Senada, Marsono, salah satu sesepuh Desa Wadas tak ingin ruang hidupnya dirusak dan dirampas. Negara, bagi dia, semestinya menyejahterakan rakyat dan bukan justru menyengsarakan. Wahana Lingkungan Hidup (WALHI) Yogyakarta di lain sisi terus mengingatkan bahwa Wadas tak seharusnya menjadi lokasi pertambangan, mengingat desa di sana menjadi salah satu wilayah dengan tingkat kerentanan tinggi bencana longsor.

3. Gugat ke PTUN Jakarta

Hilangnya Ruang Hidup dan Warisan Anak-Cucu Warga WadasSeorang anak laki-laki duduk di sebuah pos kamling yang ada di Desa Wadas, Bener, Purworejo, Jawa Tengah, Rabu (9/2/2022) (ANTARA FOTO/Hendra Nurdiyansyah)

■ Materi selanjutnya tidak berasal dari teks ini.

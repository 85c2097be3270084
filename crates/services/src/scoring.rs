use async_trait::async_trait;
use reqwest::{Client, StatusCode};
use serde::Deserialize;

use exam_core::model::{AttemptResult, AttemptSubmission, ShareId};

use crate::error::{DUPLICATE_SUBMISSION_CODE, ScoringError};

/// Remote scorer and the single source of truth for duplicate attempts.
#[async_trait]
pub trait ScoringService: Send + Sync {
    /// Submit a finished attempt and return its score.
    ///
    /// # Errors
    ///
    /// Returns `ScoringError::DuplicateSubmission` when the respondent already
    /// has an attempt on record, or another `ScoringError` on failure.
    async fn submit_attempt(
        &self,
        share_id: &ShareId,
        attempt: &AttemptSubmission,
    ) -> Result<AttemptResult, ScoringError>;
}

/// `POST {base_url}/exam/{share_id}/submit`.
#[derive(Clone)]
pub struct HttpScoringService {
    client: Client,
    base_url: String,
}

impl HttpScoringService {
    #[must_use]
    pub fn new(client: Client, base_url: impl Into<String>) -> Self {
        Self {
            client,
            base_url: base_url.into(),
        }
    }

    fn submit_url(&self, share_id: &ShareId) -> String {
        format!(
            "{}/exam/{}/submit",
            self.base_url.trim_end_matches('/'),
            share_id
        )
    }
}

#[async_trait]
impl ScoringService for HttpScoringService {
    async fn submit_attempt(
        &self,
        share_id: &ShareId,
        attempt: &AttemptSubmission,
    ) -> Result<AttemptResult, ScoringError> {
        let response = self
            .client
            .post(self.submit_url(share_id))
            .json(attempt)
            .send()
            .await?;

        let status = response.status();
        let body = response.text().await?;
        interpret_submit_response(status, &body)
    }
}

#[derive(Debug, Deserialize)]
struct ErrorBody {
    code: Option<String>,
}

/// Map a submit response to a score or a `ScoringError`.
///
/// A body carrying `code = DUPLICATE_SUBMISSION` is a duplicate regardless of
/// the exact status the server picked.
pub(crate) fn interpret_submit_response(
    status: StatusCode,
    body: &str,
) -> Result<AttemptResult, ScoringError> {
    if status.is_success() {
        return serde_json::from_str(body).map_err(|e| ScoringError::Malformed(e.to_string()));
    }

    let code = serde_json::from_str::<ErrorBody>(body)
        .ok()
        .and_then(|b| b.code);
    if code.as_deref() == Some(DUPLICATE_SUBMISSION_CODE) {
        return Err(ScoringError::DuplicateSubmission);
    }
    Err(ScoringError::Server {
        status: status.as_u16(),
        code,
    })
}
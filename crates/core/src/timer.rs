//! Countdown derived from an absolute start instant.

use chrono::{DateTime, Utc};

use crate::time::elapsed_seconds;

/// Event produced when the countdown is polled.
#[derive(Debug, Clone, Copy, PartialEq, Eq)]
pub enum TimerEvent {
    /// Remaining whole seconds changed since the last poll.
    Tick { remaining: i64 },
    /// Time is up. Emitted once; the countdown disarms itself afterwards.
    Expired,
}

/// Exam countdown.
///
/// Remaining time is recomputed from `started_at` on every read, so a
/// countdown rebuilt from a stored start instant shows exactly what an
/// uninterrupted one would, and time spent with the session closed still
/// counts.
#[derive(Debug, Clone, PartialEq, Eq)]
pub struct Countdown {
    started_at: DateTime<Utc>,
    duration_seconds: i64,
    armed: bool,
    expired_emitted: bool,
    last_remaining: Option<i64>,
}

impl Countdown {
    /// A disarmed countdown for the given start and duration.
    #[must_use]
    pub fn new(started_at: DateTime<Utc>, duration_seconds: i64) -> Self {
        Self {
            started_at,
            duration_seconds: duration_seconds.max(0),
            armed: false,
            expired_emitted: false,
            last_remaining: None,
        }
    }

    /// Start emitting events. Re-arming a countdown that already expired is a
    /// no-op: expiry is reported once per countdown.
    pub fn arm(&mut self) {
        if !self.expired_emitted {
            self.armed = true;
            self.last_remaining = None;
        }
    }

    pub fn disarm(&mut self) {
        self.armed = false;
    }

    #[must_use]
    pub fn is_armed(&self) -> bool {
        self.armed
    }

    #[must_use]
    pub fn started_at(&self) -> DateTime<Utc> {
        self.started_at
    }

    #[must_use]
    pub fn duration_seconds(&self) -> i64 {
        self.duration_seconds
    }

    /// `max(0, duration - (now - started_at))`, computed fresh on every call.
    #[must_use]
    pub fn remaining_seconds(&self, now: DateTime<Utc>) -> i64 {
        (self.duration_seconds - elapsed_seconds(self.started_at, now)).max(0)
    }

    #[must_use]
    pub fn is_expired(&self, now: DateTime<Utc>) -> bool {
        self.remaining_seconds(now) == 0
    }

    /// Advance the countdown to `now`.
    ///
    /// Returns `Tick` when the remaining whole seconds differ from the last
    /// poll, `Expired` exactly once when time runs out, and `None` otherwise
    /// or while disarmed.
    pub fn poll(&mut self, now: DateTime<Utc>) -> Option<TimerEvent> {
        if !self.armed {
            return None;
        }
        let remaining = self.remaining_seconds(now);
        if remaining == 0 {
            self.armed = false;
            if self.expired_emitted {
                return None;
            }
            self.expired_emitted = true;
            return Some(TimerEvent::Expired);
        }
        if self.last_remaining == Some(remaining) {
            return None;
        }
        self.last_remaining = Some(remaining);
        Some(TimerEvent::Tick { remaining })
    }
}

/// Render remaining seconds as `MM:SS`, or `H:MM:SS` past an hour.
#[must_use]
pub fn format_remaining(seconds: i64) -> String {
    let seconds = seconds.max(0);
    let hours = seconds / 3600;
    let minutes = (seconds % 3600) / 60;
    let secs = seconds % 60;
    if hours > 0 {
        format!("{hours}:{minutes:02}:{secs:02}")
    } else {
        format!("{minutes:02}:{secs:02}")
    }
}

#[cfg(test)]
mod tests {
    use super::*;
    use crate::time::fixed_now;
    use chrono::Duration;

    #[test]
    fn remaining_is_derived_from_start() {
        let start = fixed_now();
        let countdown = Countdown::new(start, 600);
        assert_eq!(countdown.remaining_seconds(start), 600);
        assert_eq!(countdown.remaining_seconds(start + Duration::seconds(59)), 541);
        assert_eq!(countdown.remaining_seconds(start + Duration::hours(2)), 0);
    }

    #[test]
    fn resumed_countdown_matches_uninterrupted_one() {
        let start = fixed_now();
        for (duration, elapsed) in [(60, 0), (60, 59), (1800, 1740), (7200, 1), (90, 45)] {
            let now = start + Duration::seconds(elapsed);

            let mut live = Countdown::new(start, duration);
            live.arm();
            let _ = live.poll(start);

            let mut resumed = Countdown::new(start, duration);
            resumed.arm();

            assert_eq!(resumed.remaining_seconds(now), duration - elapsed);
            assert_eq!(resumed.remaining_seconds(now), live.remaining_seconds(now));
            assert_eq!(
                resumed.poll(now),
                Some(TimerEvent::Tick {
                    remaining: duration - elapsed
                })
            );
        }
    }

    #[test]
    fn expires_exactly_once() {
        let start = fixed_now();
        let mut countdown = Countdown::new(start, 2);
        countdown.arm();

        assert_eq!(
            countdown.poll(start + Duration::seconds(1)),
            Some(TimerEvent::Tick { remaining: 1 })
        );
        assert_eq!(
            countdown.poll(start + Duration::seconds(2)),
            Some(TimerEvent::Expired)
        );
        assert!(!countdown.is_armed());

        countdown.arm();
        assert_eq!(countdown.poll(start + Duration::seconds(3)), None);
    }

    #[test]
    fn repeated_poll_within_a_second_does_not_tick() {
        let start = fixed_now();
        let mut countdown = Countdown::new(start, 10);
        countdown.arm();
        assert!(countdown.poll(start).is_some());
        assert_eq!(countdown.poll(start + Duration::milliseconds(400)), None);
    }

    #[test]
    fn disarmed_countdown_is_silent() {
        let mut countdown = Countdown::new(fixed_now(), 10);
        assert_eq!(countdown.poll(fixed_now()), None);
    }

    #[test]
    fn formats_remaining_time() {
        assert_eq!(format_remaining(0), "00:00");
        assert_eq!(format_remaining(125), "02:05");
        assert_eq!(format_remaining(3725), "1:02:05");
    }
}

Siswanto, dari Gerakan Masyarakat Peduli Alam Desa Wadas (Gempadewa) mengatakan suara masyarakat penentang pertambangan tak pernah digagas oleh pemerintah maupun pemrakarsa. Masyarakat bahkan tak pernah dilibatkan secara utuh sejak tahun 2017 atau ketika masih dalam tahap permohonan izin lingkungan dan sosialisasi AMDAL.

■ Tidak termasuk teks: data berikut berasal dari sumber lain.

use std::time::Duration;

use async_trait::async_trait;
use chrono::{DateTime, Utc};
use exam_core::Clock;
use exam_core::model::SessionRecord;
use sqlx::{Row, SqlitePool, sqlite::SqlitePoolOptions};
use thiserror::Error;

use crate::repository::{SESSION_KEY, SessionStore, StorageError, StoredSession};

mod migrate;

/// `SQLite`-backed session store; the durable backend for the runner.
#[derive(Clone)]
pub struct SqliteSessionStore {
    pool: SqlitePool,
    clock: Clock,
}

#[derive(Debug, Error)]
#[non_exhaustive]
pub enum SqliteInitError {
    #[error(transparent)]
    Sqlx(#[from] sqlx::Error),
}

fn conn<E: core::fmt::Display>(e: E) -> StorageError {
    let message = e.to_string();
    if message.contains("database or disk is full") {
        return StorageError::QuotaExceeded;
    }
    StorageError::Connection(message)
}

fn ser<E: core::fmt::Display>(e: E) -> StorageError {
    StorageError::Serialization(e.to_string())
}

impl SqliteSessionStore {
    /// Connect to `SQLite` using the given URL.
    ///
    /// # Errors
    ///
    /// Returns `SqliteInitError` if the connection cannot be established.
    pub async fn connect(database_url: &str) -> Result<Self, SqliteInitError> {
        let pool = SqlitePoolOptions::new()
            .max_connections(1)
            .acquire_timeout(Duration::from_secs(5))
            .after_connect(|conn, _meta| {
                Box::pin(async move {
                    sqlx::query("PRAGMA journal_mode = WAL;")
                        .execute(&mut *conn)
                        .await?;
                    sqlx::query("PRAGMA busy_timeout = 5000;")
                        .execute(&mut *conn)
                        .await?;
                    Ok(())
                })
            })
            .connect(database_url)
            .await?;
        Ok(Self {
            pool,
            clock: Clock::default(),
        })
    }

    /// Connect, creating the database file if needed, and run migrations.
    ///
    /// # Errors
    ///
    /// Returns `SqliteInitError` if connection or migrations fail.
    pub async fn open(database_url: &str) -> Result<Self, SqliteInitError> {
        let url = if database_url.contains("mode=") || database_url.contains(":memory:") {
            database_url.to_owned()
        } else if database_url.contains('?') {
            format!("{database_url}&mode=rwc")
        } else {
            format!("{database_url}?mode=rwc")
        };
        let store = Self::connect(&url).await?;
        store.migrate().await?;
        Ok(store)
    }

    #[must_use]
    pub fn with_clock(mut self, clock: Clock) -> Self {
        self.clock = clock;
        self
    }

    #[must_use]
    pub fn pool(&self) -> &SqlitePool {
        &self.pool
    }

    /// Create tables if they do not exist.
    ///
    /// # Errors
    ///
    /// Returns `SqliteInitError` if migration queries fail.
    pub async fn migrate(&self) -> Result<(), SqliteInitError> {
        migrate::run_migrations(&self.pool).await
    }
}

#[async_trait]
impl SessionStore for SqliteSessionStore {
    async fn save(&self, record: &SessionRecord) -> Result<(), StorageError> {
        let stored = StoredSession::wrap(record.clone());
        let payload = stored.to_json()?;

        sqlx::query(
            r"
                INSERT INTO session_store (key, payload, expires_at, updated_at)
                VALUES (?1, ?2, ?3, ?4)
                ON CONFLICT(key) DO UPDATE SET
                    payload = excluded.payload,
                    expires_at = excluded.expires_at,
                    updated_at = excluded.updated_at
            ",
        )
        .bind(SESSION_KEY)
        .bind(payload)
        .bind(stored.expires_at)
        .bind(self.clock.now())
        .execute(&self.pool)
        .await
        .map_err(conn)?;

        Ok(())
    }

    async fn load(&self) -> Result<Option<SessionRecord>, StorageError> {
        let row = sqlx::query(
            r"
                SELECT payload, expires_at
                FROM session_store
                WHERE key = ?1
            ",
        )
        .bind(SESSION_KEY)
        .fetch_optional(&self.pool)
        .await
        .map_err(conn)?;

        let Some(row) = row else {
            return Ok(None);
        };

        let expires_at: DateTime<Utc> = row.try_get("expires_at").map_err(ser)?;
        if self.clock.now() >= expires_at {
            tracing::debug!(%expires_at, "dropping stale stored session");
            self.clear().await?;
            return Ok(None);
        }

        let payload: String = row.try_get("payload").map_err(ser)?;
        let stored = StoredSession::from_json(&payload)?;
        Ok(Some(stored.record))
    }

    async fn clear(&self) -> Result<(), StorageError> {
        sqlx::query("DELETE FROM session_store WHERE key = ?1")
            .bind(SESSION_KEY)
            .execute(&self.pool)
            .await
            .map_err(conn)?;
        Ok(())
    }
}

#[cfg(test)]
mod tests {
    use super::*;

    #[test]
    fn store_is_send_sync() {
        fn assert_send_sync<T: Send + Sync>() {}
        assert_send_sync::<SqliteSessionStore>();
    }

    #[test]
    fn disk_full_maps_to_quota() {
        assert!(matches!(
            conn("database or disk is full"),
            StorageError::QuotaExceeded
        ));
        assert!(matches!(conn("locked"), StorageError::Connection(_)));
    }
}
//! Request filters run by a [`RouterHub`](crate::RouterHub) before route matching.
//!
//! A filter sees the response and the request context and may:
//! - return an error, the hub stops and the error handler takes over
//! - write a status code, which finishes the request; no later filter, route
//!   match or handler runs
//! - return `Ok(())` without writing anything, the next filter runs
//!
//! Filters must be `Send + Sync`: the hub owning them is shared by every task
//! serving requests.
//!
//! # Examples
//!
//! ```
//! use http::{Method, StatusCode};
//! use micro_dispatch::filter::{allow_methods, fn_filter};
//! use micro_dispatch::RouterHub;
//!
//! let mut hub = RouterHub::new("/admin/");
//! hub.add_filter(allow_methods([Method::GET, Method::POST]));
//! hub.add_filter(fn_filter(|resp, ctx| {
//!     if ctx.user_agent().is_empty() {
//!         resp.write_header(StatusCode::FORBIDDEN);
//!     }
//!     Ok(())
//! }));
//! ```

use http::header::ALLOW;
use http::{HeaderValue, Method, StatusCode};

use crate::context::RequestContext;
use crate::error::HandlerError;
use crate::response::Response;

/// Core trait for request filtering.
pub trait Filter: Send + Sync {
    /// Inspects the request before it is routed.
    ///
    /// # Errors
    ///
    /// An error aborts the request and is handed to the configured error handler.
    fn filter_request(&self, resp: &mut Response<'_>, ctx: &RequestContext) -> Result<(), HandlerError>;
}

/// A filter that wraps a closure.
struct FnFilter<F>(F);

impl<F> Filter for FnFilter<F>
where
    F: Fn(&mut Response<'_>, &RequestContext) -> Result<(), HandlerError> + Send + Sync,
{
    fn filter_request(&self, resp: &mut Response<'_>, ctx: &RequestContext) -> Result<(), HandlerError> {
        (self.0)(resp, ctx)
    }
}

/// Creates a new filter from a closure.
pub fn fn_filter<F>(f: F) -> impl Filter
where
    F: Fn(&mut Response<'_>, &RequestContext) -> Result<(), HandlerError> + Send + Sync,
{
    FnFilter(f)
}

/// A filter that answers `405 Method Not Allowed` to any method outside its list.
#[derive(Debug, Clone)]
pub struct MethodFilter {
    methods: Vec<Method>,
}

impl Filter for MethodFilter {
    fn filter_request(&self, resp: &mut Response<'_>, ctx: &RequestContext) -> Result<(), HandlerError> {
        if self.methods.contains(ctx.method()) {
            return Ok(());
        }

        let allow = self.methods.iter().map(Method::as_str).collect::<Vec<_>>().join(", ");
        resp.headers_mut().insert(ALLOW, HeaderValue::from_str(&allow)?);
        resp.write_header(StatusCode::METHOD_NOT_ALLOWED);
        Ok(())
    }
}

/// Creates a filter that only lets the given methods through.
pub fn allow_methods<I>(methods: I) -> MethodFilter
where
    I: IntoIterator<Item = Method>,
{
    MethodFilter { methods: methods.into_iter().collect() }
}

Hingga pada momen pencairan UGR tahap I pun suara penolakan, menurut Siswanto, tak pernah sampai ke telinga pemerintah maupun pemrakarsa.

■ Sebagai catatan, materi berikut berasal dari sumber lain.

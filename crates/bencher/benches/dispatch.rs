use std::hint::black_box;

use bencher::{RouteTable, TestCase};
use bytes::Bytes;
use criterion::{BatchSize, BenchmarkId, Criterion, criterion_group, criterion_main};
use micro_dispatch::{AppServer, CompiledPattern, RequestHandler, RouteConfig, RouterHub, handler_fn};

static USERS: RouteTable = RouteTable::new(
    "/users/",
    &[
        "/users/",
        "/users/:userId",
        "/users/:userId/sites",
        "/users/:userId/sites/:siteId",
        "/users/:userId/sites/:siteId/plugins/:pluginId",
    ],
);

// every route has the same depth, the last one is only found after testing all the others
static CROWDED: RouteTable = RouteTable::new(
    "/api/",
    &[
        "/api/:id/accounts",
        "/api/:id/billing",
        "/api/:id/cards",
        "/api/:id/devices",
        "/api/:id/events",
        "/api/:id/files",
        "/api/:id/groups",
        "/api/:id/hooks",
    ],
);

fn create_test_cases() -> Vec<TestCase> {
    vec![
        TestCase::small("one_param", USERS, "/users/42"),
        TestCase::normal("two_params", USERS, "/users/42/sites/7"),
        TestCase::large("three_params", USERS, "/users/42/sites/7/plugins/9"),
        TestCase::large("crowded_bucket", CROWDED, "/api/7/hooks"),
    ]
}

fn ok_handler() -> impl RequestHandler {
    handler_fn(|_, resp, _| {
        resp.write_str("ok");
        Ok(())
    })
}

fn build_hub(table: &RouteTable) -> RouterHub {
    let mut hub = RouterHub::new(table.base_pattern());
    for pattern in table.patterns() {
        hub.route(pattern, ok_handler(), RouteConfig::new()).expect("benchmark patterns should be valid");
    }
    hub
}

fn build_server(table: &RouteTable) -> AppServer {
    AppServer::builder().hub(build_hub(table)).build().expect("benchmark hub should be unique")
}

fn benchmark_pattern_compile(criterion: &mut Criterion) {
    let mut group = criterion.benchmark_group("pattern_compile");

    for pattern in USERS.patterns() {
        group.bench_with_input(BenchmarkId::from_parameter(pattern), pattern, |b, pattern| {
            b.iter(|| black_box(CompiledPattern::compile(pattern).expect("benchmark patterns should be valid")));
        });
    }

    group.finish();
}

fn benchmark_hub_lookup(criterion: &mut Criterion) {
    let mut group = criterion.benchmark_group("hub_lookup");

    for case in create_test_cases() {
        let hub = build_hub(case.table());
        group.bench_with_input(BenchmarkId::from_parameter(case.name()), &case, |b, case| {
            b.iter(|| black_box(hub.at(case.path()).expect("benchmark path should match")));
        });
    }

    group.finish();
}

fn benchmark_server_dispatch(criterion: &mut Criterion) {
    let mut group = criterion.benchmark_group("server_dispatch");

    for case in create_test_cases() {
        let server = build_server(case.table());
        group.bench_with_input(BenchmarkId::from_parameter(case.name()), &case, |b, case| {
            b.iter_batched(
                || {
                    http::Request::builder()
                        .uri(case.path())
                        .header(http::header::HOST, "localhost")
                        .body(Bytes::new())
                        .expect("benchmark request should be valid")
                },
                |request| black_box(server.dispatch(request, None)),
                BatchSize::SmallInput,
            );
        });
    }

    group.finish();
}

criterion_group!(dispatch, benchmark_pattern_compile, benchmark_hub_lookup, benchmark_server_dispatch);
criterion_main!(dispatch);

"Kami yang selama ini berjuang mengutuhkan desa seolah kami tidak dianggap. Suara-suara kami yang kontra tidak didengar saat kami perlu diperhatikan negara. Akan tetapi selama ini kami selalu dibohongi dan dimonopoli," katanya.

Gempadewa bersama Solidaritas untuk Wadas akhirnya juga telah melayangkan gugatan terhadap Direktur Jenderal Mineral Batu Bara Kementerian ESDM ke PTUN Jakarta terkait penerbitan izin penambangan material batu andesit di Wadas untuk Bendungan Bener.

Daniel Al Ghifari selaku Kepala Divisi Advokasi LBH Yogyakarta sebagai pendamping hukum warga Wadas, mengatakan gugatan dilayangkan ke PTUN Jakarta, Senin (31/10) kemarin. Adapun izin penambangan tersebut tertuang dalam surat No.T-178/MB.04/DJB.M/2021 tertanggal 28 Juli 2021 yang ditandatangani Dirjen Mineral dan Batu Bara Kementerian ESDM, Ridwan Djamaluddin.

Surat ini merupakan tanggapan terhadap surat Dirjen Sumber Daya Air Kementerian Pekerjaan Umum dan Perumahan Rakyat (PUPR) No. PR.02.01-DA/758 tertanggal 24 Juni 2021 tentang Permohonan Rekomendasi Perizinan Penambangan untuk Kepentingan Sendiri PSN Pembangunan Bendungan Bener.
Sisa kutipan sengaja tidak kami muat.